Begleittext anlässlich der Ausstellung im Braunschweiger Landesmuseum | ||||
Jahrzehnte träumte das Grenzland vor sich hin,
hier stießen West-Welt und Ost-Welt aneinander.
Dörfer und Landschaften in verlangsamter Zeit,
und eine eigenartige Melancholie durchzog den Landstrich. | ||||
Grenztürme - einstmals in einer über 1000 km langen, undurchdringlichen Kette
entlang der deutsch - deutschen Grenze waren der sichtbare Ausdruck eines hermetisch abgeriegelten
Staates, Zeugen einer uns martialisch anmutenden Mächtigkeit, unheimlich, furchteinflößend. | ||||
Wer Bilder vergangener Lebenswelt der eingeschnürten DDR-Gesellschaft, Zeugen diktatorischer Macht,
Symbole einer versteinerten Ideologie oder die Überbleibsel militärischer Maschinerie vor dem Vergessen
bewahren möchte, muss sich beeilen. Es ist ein Wettlauf gegen die Zeit. Ommo Wille hat sich gleich
nach der Wende auf diesen Wettlauf eingelassen, um mit wachem Auge und einer eigenwilligen Kamera,
die dem menschlichen Blickfeld nachempfunden ist und Fotos mit einem Winkel von fast 180 Grad erlaubt,
Spuren zu sichern, ein Stück deutscher Geschichte festzuhalten, das in rasender Fahrt aus der bildhaften
Erinnerung zu entfliehen droht. | ||||
Alles ist uns noch so gegenwärtig und doch schon so weit weg.
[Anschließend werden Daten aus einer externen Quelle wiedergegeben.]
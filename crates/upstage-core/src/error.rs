//! Migration error types.

use crate::step::StepName;
use thiserror::Error;

/// Errors raised while validating a catalog or driving a step.
///
/// Catalog errors ([`UnresolvedDependency`](MigrationError::UnresolvedDependency),
/// [`CyclicDependency`](MigrationError::CyclicDependency),
/// [`DuplicateStep`](MigrationError::DuplicateStep),
/// [`UnknownStep`](MigrationError::UnknownStep)) are reported before any step
/// touches the project. Everything else surfaces from inside a step.
///
/// # Non-Exhaustive
///
/// Always include a wildcard arm when matching:
///
/// ```
/// use upstage_core::MigrationError;
///
/// fn explain(error: &MigrationError) -> String {
///     match error {
///         MigrationError::Assertion { message } => format!("unexpected state: {message}"),
///         MigrationError::CyclicDependency { cycle } => format!("cycle: {cycle:?}"),
///         other => other.to_string(),
///     }
/// }
/// ```
#[derive(Error, Debug)]
#[non_exhaustive]
pub enum MigrationError {
    /// A precondition or postcondition expectation was not met.
    #[error("Assertion failed: {message}")]
    Assertion {
        /// What was expected
        message: String,
    },

    /// `update` was asked to edit an artifact that does not exist and may not be created.
    #[error("Missing resource: {resource}")]
    MissingResource {
        /// The artifact that was expected to exist
        resource: String,
    },

    /// The read capability found nothing at the given path.
    #[error("Not found: {path}")]
    NotFound {
        /// Project-relative path
        path: String,
    },

    /// A step names a dependency that is not registered.
    #[error("Step '{step}' depends on unknown step '{dependency}'")]
    UnresolvedDependency {
        /// The step declaring the dependency
        step: StepName,
        /// The missing dependency
        dependency: StepName,
    },

    /// The dependency graph contains a cycle.
    #[error("Dependency cycle: {}", format_cycle(.cycle))]
    CyclicDependency {
        /// Steps along the cycle, first step repeated at the end
        cycle: Vec<StepName>,
    },

    /// Two steps were registered under the same name.
    #[error("Duplicate step: {0}")]
    DuplicateStep(StepName),

    /// A run target does not name a registered step.
    #[error("Unknown step: {0}")]
    UnknownStep(StepName),

    /// A file could not be turned into a syntax tree.
    #[error("Failed to parse {path}: {message}")]
    ParseFailure {
        /// Project-relative path
        path: String,
        /// Why parsing failed
        message: String,
    },

    /// The storage capability rejected a write.
    #[error("Failed to write {path}: {details}")]
    WriteFailure {
        /// Project-relative path
        path: String,
        /// Details about the failure
        details: String,
    },

    /// A textual pattern could not be compiled.
    #[error("Invalid pattern: {0}")]
    InvalidPattern(String),

    /// An I/O error other than a missing file or a rejected write.
    #[error("I/O error on {path}: {source}")]
    Io {
        /// Project-relative path
        path: String,
        /// Underlying error
        #[source]
        source: std::io::Error,
    },

    /// A JSON artifact could not be decoded or encoded.
    #[error("Invalid JSON in {path}: {source}")]
    Json {
        /// Project-relative path
        path: String,
        /// Underlying error
        #[source]
        source: serde_json::Error,
    },

    /// An injected capability failed or is not provided.
    #[error("Capability '{capability}' failed: {details}")]
    Capability {
        /// Capability name, e.g. `install`
        capability: String,
        /// Details about the failure
        details: String,
    },
}

impl MigrationError {
    /// Creates an [`Assertion`](MigrationError::Assertion) error.
    pub fn assertion(message: impl Into<String>) -> Self {
        Self::Assertion {
            message: message.into(),
        }
    }

    /// Creates a [`Capability`](MigrationError::Capability) error.
    pub fn capability(capability: impl Into<String>, details: impl Into<String>) -> Self {
        Self::Capability {
            capability: capability.into(),
            details: details.into(),
        }
    }

    /// Returns `true` when a read reported the artifact as absent.
    pub fn is_not_found(&self) -> bool {
        matches!(self, Self::NotFound { .. })
    }

    /// Returns `true` for errors caused by the catalog rather than the project.
    pub fn is_catalog_error(&self) -> bool {
        matches!(
            self,
            Self::UnresolvedDependency { .. }
                | Self::CyclicDependency { .. }
                | Self::DuplicateStep(_)
                | Self::UnknownStep(_)
        )
    }
}

fn format_cycle(cycle: &[StepName]) -> String {
    cycle
        .iter()
        .map(StepName::as_str)
        .collect::<Vec<_>>()
        .join(" -> ")
}

/// Fails with [`MigrationError::Assertion`] when `condition` is false.
///
/// This is how steps express the `assert` capability:
///
/// ```
/// use upstage_core::ensure;
///
/// assert!(ensure(1 + 1 == 2, "arithmetic").is_ok());
/// assert!(ensure(false, "xo config is present").is_err());
/// ```
pub fn ensure(condition: bool, message: impl Into<String>) -> Result<(), MigrationError> {
    if condition {
        Ok(())
    } else {
        Err(MigrationError::assertion(message))
    }
}

#[cfg(test)]
mod tests {
    use super::*;

    #[test]
    fn test_error_display() {
        let error = MigrationError::assertion("flag is absent");
        assert_eq!(error.to_string(), "Assertion failed: flag is absent");

        let error = MigrationError::UnresolvedDependency {
            step: StepName::new("xo:config"),
            dependency: StepName::new("deps:add-xo"),
        };
        assert_eq!(
            error.to_string(),
            "Step 'xo:config' depends on unknown step 'deps:add-xo'"
        );
    }

    #[test]
    fn test_cycle_display() {
        let error = MigrationError::CyclicDependency {
            cycle: vec!["a".into(), "b".into(), "a".into()],
        };
        assert_eq!(error.to_string(), "Dependency cycle: a -> b -> a");
        assert!(error.is_catalog_error());
    }

    #[test]
    fn test_ensure() {
        assert!(ensure(true, "ok").is_ok());
        match ensure(false, "manifest has flag") {
            Err(MigrationError::Assertion { message }) => assert_eq!(message, "manifest has flag"),
            other => panic!("unexpected result: {other:?}"),
        }
    }

    #[test]
    fn test_not_found_classification() {
        let error = MigrationError::NotFound {
            path: "README.md".to_string(),
        };
        assert!(error.is_not_found());
        assert!(!error.is_catalog_error());
    }
}
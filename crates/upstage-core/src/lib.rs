//! Core traits and types for the upstage migration runner.
//!
//! This crate provides the contracts without any runtime. Catalog authors
//! depend on it to implement steps.
//!
//! # Core Types
//!
//! - [`Migration`] - A named step with precondition, apply and postcondition
//! - [`Project`] - The capabilities a step may use to inspect and edit a project
//! - [`MigrationError`] - Error types for catalog validation and step execution
//!
//! # Building Blocks
//!
//! - [`Update`] - Idempotent read, edit, write cycle over a [`Resource`]
//! - [`keyed`] - Order-preserving upserts into `[name, options]` arrays
//! - [`manifest`] - Dependency-table helpers for package manifests

mod error;
pub mod keyed;
pub mod manifest;
mod project;
mod step;
mod update;

pub use error::{ensure, MigrationError};
pub use project::{resolve_relative, Project, MANIFEST_PATH};
pub use step::{Commit, Group, Migration, StepName};
pub use update::{update, JsonFile, ManifestFile, Resource, TextFile, Update, UpdateOutcome};

/// Macro to define a step type with minimal boilerplate
///
/// This macro creates a unit struct with:
/// - `const NAME: &'static str` - the catalog name (defaults to the type name)
/// - `Debug` derive
/// - `Default` implementation
///
/// # Example
///
/// ```rust
/// use upstage_core::define_migration;
///
/// define_migration!(XoConfig, "xo:config");
/// assert_eq!(XoConfig::NAME, "xo:config");
///
/// define_migration!(Unnamed);
/// assert_eq!(Unnamed::NAME, "Unnamed");
/// ```
#[macro_export]
macro_rules! define_migration {
    ($name:ident) => {
        $crate::define_migration!($name, stringify!($name));
    };
    ($name:ident, $step:expr) => {
        #[derive(Debug)]
        pub struct $name;

        impl $name {
            /// Step name as a compile-time constant
            #[allow(dead_code)]
            pub const NAME: &'static str = $step;
        }

        impl Default for $name {
            fn default() -> Self {
                Self
            }
        }
    };
}
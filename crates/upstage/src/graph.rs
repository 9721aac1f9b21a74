//! Dependency graph validation and ordering.

use std::cmp::Reverse;
use std::collections::{BTreeSet, BinaryHeap, HashMap};
use upstage_core::{Migration, MigrationError, StepName};

#[derive(Debug, Clone, Copy, PartialEq, Eq)]
enum Mark {
    Unvisited,
    InProgress,
    Done,
}

/// Steps as nodes, "requires" as edges. Node ids are declaration indices.
#[derive(Debug)]
pub(crate) struct DependencyGraph {
    names: Vec<StepName>,
    index: HashMap<StepName, usize>,
    requires: Vec<Vec<usize>>,
}

impl DependencyGraph {
    /// Builds and validates the graph of a catalog.
    ///
    /// Fails on duplicate names, unknown dependencies and cycles.
    pub(crate) fn new(steps: &[Box<dyn Migration>]) -> Result<Self, MigrationError> {
        let names: Vec<StepName> = steps.iter().map(|step| step.name()).collect();
        let mut index = HashMap::with_capacity(names.len());
        for (i, name) in names.iter().enumerate() {
            if index.insert(name.clone(), i).is_some() {
                return Err(MigrationError::DuplicateStep(name.clone()));
            }
        }

        let mut requires = Vec::with_capacity(steps.len());
        for (step, name) in steps.iter().zip(&names) {
            let mut edges: Vec<usize> = Vec::new();
            for dependency in step.dependencies() {
                let target = *index.get(&dependency).ok_or_else(|| {
                    MigrationError::UnresolvedDependency {
                        step: name.clone(),
                        dependency: dependency.clone(),
                    }
                })?;
                if !edges.contains(&target) {
                    edges.push(target);
                }
            }
            requires.push(edges);
        }

        let graph = Self {
            names,
            index,
            requires,
        };
        graph.check_acyclic()?;
        Ok(graph)
    }

    pub(crate) fn index_of(&self, name: &str) -> Option<usize> {
        self.index.get(name).copied()
    }

    pub(crate) fn name(&self, node: usize) -> &StepName {
        &self.names[node]
    }

    fn check_acyclic(&self) -> Result<(), MigrationError> {
        let mut marks = vec![Mark::Unvisited; self.names.len()];
        let mut path = Vec::new();
        for node in 0..self.names.len() {
            self.visit(node, &mut marks, &mut path)?;
        }
        Ok(())
    }

    fn visit(&self, node: usize, marks: &mut [Mark], path: &mut Vec<usize>) -> Result<(), MigrationError> {
        match marks[node] {
            Mark::Done => return Ok(()),
            Mark::InProgress => {
                let start = path.iter().position(|&n| n == node).unwrap_or(0);
                let cycle = path[start..]
                    .iter()
                    .chain(std::iter::once(&node))
                    .map(|&n| self.names[n].clone())
                    .collect();
                return Err(MigrationError::CyclicDependency { cycle });
            }
            Mark::Unvisited => {}
        }

        marks[node] = Mark::InProgress;
        path.push(node);
        for &dependency in &self.requires[node] {
            self.visit(dependency, marks, path)?;
        }
        path.pop();
        marks[node] = Mark::Done;
        Ok(())
    }

    /// Topological order; among steps ready at the same time the one declared
    /// first comes first.
    pub(crate) fn order(&self) -> Vec<usize> {
        let count = self.names.len();
        let mut pending: Vec<usize> = self.requires.iter().map(Vec::len).collect();
        let mut dependents: Vec<Vec<usize>> = vec![Vec::new(); count];
        for (node, edges) in self.requires.iter().enumerate() {
            for &dependency in edges {
                dependents[dependency].push(node);
            }
        }

        let mut ready: BinaryHeap<Reverse<usize>> = (0..count)
            .filter(|&node| pending[node] == 0)
            .map(Reverse)
            .collect();
        let mut order = Vec::with_capacity(count);
        while let Some(Reverse(node)) = ready.pop() {
            order.push(node);
            for &dependent in &dependents[node] {
                pending[dependent] -= 1;
                if pending[dependent] == 0 {
                    ready.push(Reverse(dependent));
                }
            }
        }
        order
    }

    /// The given nodes plus everything they transitively require.
    pub(crate) fn closure(&self, roots: &[usize]) -> BTreeSet<usize> {
        let mut seen = BTreeSet::new();
        let mut stack = roots.to_vec();
        while let Some(node) = stack.pop() {
            if seen.insert(node) {
                stack.extend(self.requires[node].iter().copied());
            }
        }
        seen
    }
}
Die "Nachwende-Zeit"
entfaltet ihren eigenen Charakter, eine eigentümliche Atmosphäre, in der das Alte noch nachwirkt,
oft nur noch als stummer Zeuge herumsteht, überflüssig, zur Verrottung oder zum Abräumen
für das Neue preisgegeben. | ||||
Die Insignien der neuen Mächtigkeit sind lockende Werberufe des Konsums, sind "die
Freiheit des Genießens","Go West", Coca-Cola" und westliche Brauereien, die
generalstabsmäßig die unscheinbarsten Dorfkneipen bis zur Oder mit West-Bier
versorgen und ihre Leuchtreklamen vor die häufig noch bröckeligen Fassaden setzen,
als würden sie sagen wollen: hier beginnt die neue Zeit. | ||||
Jetzt liegt diese Grenzstation, die uns so in Angst zu versetzen vermochte, ganz einsam und verlassen in der Landschaft. Das buchstäbliche Gras wächst darüber. In einigen Gebäuden hat sich Wut in exstatischer Zerstörung entladen. In Dreilinden bei Berlin sind fast schon bizarre ästhetische Räume entstanden, - kleine späte Triumpfe über diese Symbolräume einer auf Ordnungsrituale eingeschworenen Staatsmacht. Graffiti-Gesichter heute auf dem Grenzgebäude der DDR-Staatsbank grinsen wie zum nachträglichen Hohn auf diesen Ort strengster Ordnung, eiserner Vorschriften und deutscher Perfektion. Die eigenartige Melancholie der Bilder ist eine der Erinnerungen der historischen Zeit, keine der Wehmut oder der Sehnsucht zurück. Sie verweist zugleich auch auf den historischen Schnitt, der nur noch ein Nachvornegehen zulässt, ohne sich von der Erinnerung abzukoppeln. | ||||
Ein ehemaliger riesiger Gutshof in Harbke, hart an der ehemaligen Grenze, nur wenige Kilometer vor Helmstedt,
seit DDR-Zeiten eine LPG. Ein riesiger Gebäudekomplex, der sich als Oval um einen großen Innenhof schmiegt.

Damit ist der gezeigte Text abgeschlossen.